=== Exercise instructions ===
Below are the records; give again exactly the line with "<Decimal as sqlx::Type<sqlx::Postgres>>::type_info()", the line with "fn decode(value: sqlx::postgres::PgValueRef<'r>)", and each line that lies between them, and nothing besides.

(Saved entries)
= = =

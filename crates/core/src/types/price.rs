//! Monetary amounts using decimal arithmetic.
//!
//! Prices live in `NUMERIC(10,2)` columns. `Price` refuses anything the column
//! would silently round or reject, so what a caller submits is what an order
//! line stores.

use core::fmt;
use std::str::FromStr;

use rust_decimal::Decimal;
use serde::{Deserialize, Serialize};

/// Errors that can occur when constructing a [`Price`].
#[derive(thiserror::Error, Debug, Clone, PartialEq, Eq)]
pub enum PriceError {
    /// The amount is below zero.
    #[error("price cannot be negative (got {0})")]
    Negative(Decimal),
    /// More fractional digits than the column stores.
    #[error("price must have at most {max} decimal places (got {got})")]
    TooPrecise {
        /// Maximum fractional digits.
        max: u32,
        /// Fractional digits in the input.
        got: u32,
    },
    /// More integer digits than the column stores.
    #[error("price must be below {limit}")]
    TooLarge {
        /// Exclusive upper bound.
        limit: Decimal,
    },
    /// The text is not a decimal number.
    #[error("invalid price: {0}")]
    Invalid(String),
}

/// A non-negative unit price with at most two fractional digits.
///
/// ```
/// use rust_decimal::Decimal;
/// use simple_ecomm_core::Price;
///
/// let price = Price::new(Decimal::new(99999, 2)).unwrap();
/// assert_eq!(price.to_string(), "999.99");
/// assert!(Price::new(Decimal::new(-1, 0)).is_err());
/// ```
#[derive(Debug, Clone, Copy, PartialEq, Eq, PartialOrd, Ord, Hash, Serialize, Deserialize)]
#[serde(try_from = "Decimal", into = "Decimal")]
pub struct Price(Decimal);

impl Price {
    /// Fractional digits kept by the store.
    pub const SCALE: u32 = 2;

    /// Zero.
    pub const ZERO: Self = Self(Decimal::ZERO);

    /// Validate and wrap an amount.
    ///
    /// Trailing zeros beyond two places are accepted (`1.500` is `1.50`).
    ///
    /// # Errors
    ///
    /// Returns a [`PriceError`] if the amount is negative, has more than two
    /// significant fractional digits, or does not fit `NUMERIC(10,2)`.
    pub fn new(amount: Decimal) -> Result<Self, PriceError> {
        if amount.is_sign_negative() && !amount.is_zero() {
            return Err(PriceError::Negative(amount));
        }

        let normalized = amount.normalize();
        if normalized.scale() > Self::SCALE {
            return Err(PriceError::TooPrecise {
                max: Self::SCALE,
                got: normalized.scale(),
            });
        }

        let limit = Decimal::new(100_000_000, 0);
        if amount >= limit {
            return Err(PriceError::TooLarge { limit });
        }

        let mut rescaled = normalized;
        rescaled.rescale(Self::SCALE);
        Ok(Self(rescaled))
    }

    /// Build a price from a whole number of cents.
    ///
    /// # Errors
    ///
    /// Returns a [`PriceError`] if `cents` is negative or too large.
    pub fn from_cents(cents: i64) -> Result<Self, PriceError> {
        Self::new(Decimal::new(cents, Self::SCALE))
    }

    /// The underlying amount, always at scale 2.
    #[must_use]
    pub const fn amount(&self) -> Decimal {
        self.0
    }
}

impl fmt::Display for Price {
    fn fmt(&self, f: &mut fmt::Formatter<'_>) -> fmt::Result {
        write!(f, "{}", self.0)
    }
}

impl FromStr for Price {
    type Err = PriceError;

    fn from_str(s: &str) -> Result<Self, Self::Err> {
        let amount = Decimal::from_str(s.trim()).map_err(|e| PriceError::Invalid(e.to_string()))?;
        Self::new(amount)
    }
}

impl TryFrom<Decimal> for Price {
    type Error = PriceError;

    fn try_from(amount: Decimal) -> Result<Self, Self::Error> {
        Self::new(amount)
    }
}

impl From<Price> for Decimal {
    fn from(price: Price) -> Self {
        price.0
    }
}

#[cfg(feature = "postgres")]
impl sqlx::Type<sqlx::Postgres> for Price {
    fn type_info() -> sqlx::postgres::PgTypeInfo {
        <Decimal as sqlx::Type<sqlx::Postgres>>::type_info()
    }

    fn compatible(ty: &sqlx::postgres::PgTypeInfo) -> bool {
        <Decimal as sqlx::Type<sqlx::Postgres>>::compatible(ty)
    }
}

#[cfg(feature = "postgres")]
impl<'r> sqlx::Decode<'r, sqlx::Postgres> for Price {
    fn decode(value: sqlx::postgres::PgValueRef<'r>) -> Result<Self, sqlx::error::BoxDynError> {
        let amount = <Decimal as sqlx::Decode<sqlx::Postgres>>::decode(value)?;
        // The column's CHECK constraint already guarantees a valid price.
        Ok(Self(amount))
    }
}

#[cfg(feature = "postgres")]
impl sqlx::Encode<'_, sqlx::Postgres> for Price {
    fn encode_by_ref(
        &self,
        buf: &mut sqlx::postgres::PgArgumentBuffer,
    ) -> Result<sqlx::encode::IsNull, sqlx::error::BoxDynError> {
        <Decimal as sqlx::Encode<sqlx::Postgres>>::encode_by_ref(&self.0, buf)
    }
}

= = =

=== Exercise answer ===
        <Decimal as sqlx::Type<sqlx::Postgres>>::type_info()
    }

    fn compatible(ty: &sqlx::postgres::PgTypeInfo) -> bool {
        <Decimal as sqlx::Type<sqlx::Postgres>>::compatible(ty)
    }
}

#[cfg(feature = "postgres")]
impl<'r> sqlx::Decode<'r, sqlx::Postgres> for Price {
    fn decode(value: sqlx::postgres::PgValueRef<'r>) -> Result<Self, sqlx::error::BoxDynError> {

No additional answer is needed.